Chevron and other companies exit Egypt's Red Sea concessions, redirect resources
A number of multinational oil and gas companies including Chevron have exited their Red Sea oil and gas concession blocks after making no finds and have channelled their resources elsewhere in the country, the Egyptian petroleum ministry said.
As part of its efforts to become an energy hub, Egypt awarded oil and gas exploration concessions in the Red Sea for the first time to Chevron, Shell and Abu Dhabi sovereign wealth fund Mubadala Investment Company in an international tender in 2019.
"Companies have spent millions on their concessions within the agreed time frames," ministry spokesperson Moataz Atef told reporters on Thursday.

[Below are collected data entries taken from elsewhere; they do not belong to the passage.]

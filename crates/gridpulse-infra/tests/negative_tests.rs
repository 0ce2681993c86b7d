//! Negative tests - rejected configurations and graph conflicts

use gridpulse_infra::config::{DataServiceConfig, SupabaseConfig};
use gridpulse_infra::construction::{validate, EnvironmentBuilder};
use gridpulse_infra::{build_environment, ConfigurationError, EnvironmentConfig, GraphError, ProvisionError};
use gridpulse_test_utils::{ambiguous_config, managed_config};

#[test]
fn test_rejects_both_backends() {
    let err = build_environment(ambiguous_config(), None).unwrap_err();

    assert!(err.is_configuration_error());
    assert!(matches!(
        err,
        ProvisionError::Configuration(ConfigurationError::AmbiguousBackend)
    ));
    assert!(err.to_string().contains("ambiguous backend"));
}

#[test]
fn test_rejects_neither_backend() {
    let err = validate(EnvironmentConfig::new("p", "prod", "t", "s")).unwrap_err();
    assert_eq!(err, ConfigurationError::MissingBackend);
    assert!(err.to_string().contains("database backend required"));
}

#[test]
fn test_blank_password_is_no_backend() {
    let err = validate(EnvironmentConfig::new("p", "prod", "t", "s").with_postgres_password("  "))
        .unwrap_err();
    assert_eq!(err, ConfigurationError::MissingBackend);
}

#[test]
fn test_backend_error_reported_with_other_errors() {
    let err = validate(
        EnvironmentConfig::new("", "prod", "t", "s")
            .with_postgres_password("pw")
            .with_supabase(SupabaseConfig::new("x", "o", "n", "pw")),
    )
    .unwrap_err();

    let ConfigurationError::Multiple(errors) = err else {
        panic!("expected collected errors, got {err:?}");
    };
    assert!(errors.contains(&ConfigurationError::EmptyField("project_id")));
    assert!(errors.contains(&ConfigurationError::AmbiguousBackend));
}

#[test]
fn test_rejects_invalid_custom_domain() {
    let err = validate(managed_config().with_custom_domain("grid_pulse.example.com")).unwrap_err();
    assert!(matches!(
        err,
        ConfigurationError::InvalidDomain {
            field: "custom_domain",
            ..
        }
    ));

    let long = format!("{}com", "a.".repeat(130));
    assert!(validate(managed_config().with_custom_domain(long)).is_err());
}

#[test]
fn test_rejects_multi_label_subdomain() {
    let err = validate(managed_config().with_railway_subdomain("grid.pulse")).unwrap_err();
    assert!(matches!(
        err,
        ConfigurationError::InvalidDomain {
            field: "railway_subdomain",
            ..
        }
    ));
}

#[test]
fn test_rejects_conflicting_data_service() {
    let mut builder = EnvironmentBuilder::new(validate(managed_config()).unwrap()).unwrap();
    builder.add_data_service(DataServiceConfig::default()).unwrap();

    let err = builder
        .add_data_service(DataServiceConfig::with_schedule("*/5 * * * *"))
        .unwrap_err();
    assert!(matches!(err, GraphError::ConflictingDataService { .. }));

    // The builder is still usable after the rejected call
    let graph = builder.finish().unwrap();
    assert!(graph.output("data_service_id").is_some());
}

#[test]
fn test_rejects_malformed_supabase_region() {
    let config = EnvironmentConfig::new("p", "prod", "t", "s")
        .with_supabase(SupabaseConfig::new("x", "o", "n", "pw").with_region("us_east_1"));
    let err = build_environment(config, None).unwrap_err();

    assert!(matches!(
        err,
        ProvisionError::Configuration(ConfigurationError::InvalidField {
            field: "supabase_region",
            ..
        })
    ));
    assert_eq!(
        err.to_string(),
        "configuration error: invalid supabase_region 'us_east_1': must be a region slug such as us-east-1"
    );
}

He said: "One company spent $34 million on a contract that initially stipulated it will invest $10 million on exploration, but found no results," without naming said company.
Chevron confirmed it has relinquished its operated 45% stake in Red Sea Block 1, located in the northern Red Sea.
'Chevron remains committed to working together with the government of Egypt and our partners to support the growth of Egypt's energy sector through our exploration programs in the Mediterranean,' spokesperson Sally Jones said in a statement on Friday.
Chevron operates the block along with other shareholders including Australia's Woodside Energy. Shell operates Block 3 with others including Woodside Energy and QatarEnergy.
Atef did not name the other companies that he said had relinquished their Red Sea blocks. Shell declined to comment. Mubadala, Woodside Energy and QatarEnergy were not immediately available for comment.
The petroleum ministry spokesperson stressed his ministry still believed the concession areas could be fruitful.
He said both Shell and Chevron had applied for new concessions in the Mediterranean Sea, reaffirming their commitment to Egypt's oil and gas sector, without giving further details.
Chevron spokesperson Jones said it had interest in three other exploration blocks in Egypt, including two as an operator in the Mediterranean.
In January 2024, Egypt's gas production was 4.6 billion cubic meters of gas. Despite pushing for further increases, production remained on a downward trend, recording 3.6 billion cubic meters in January 2025, data from the Joint Organisations Data Initiative show.
Regarding energy supply, Atef sought to give assurances that Egypt would be able to meet rising electricity demand this summer.
"By the summer, we will have three to four floating storage and regasification units to help stabilize the supply of natural gas," he said, adding that LNG shipments have been secured, while an emergency plan is in place to address any unexpected demand spikes.
Last summer, Egypt faced power shortages exacerbated by high cooling demand. The country resorted to load-shedding and imports costing around $1.18 billion.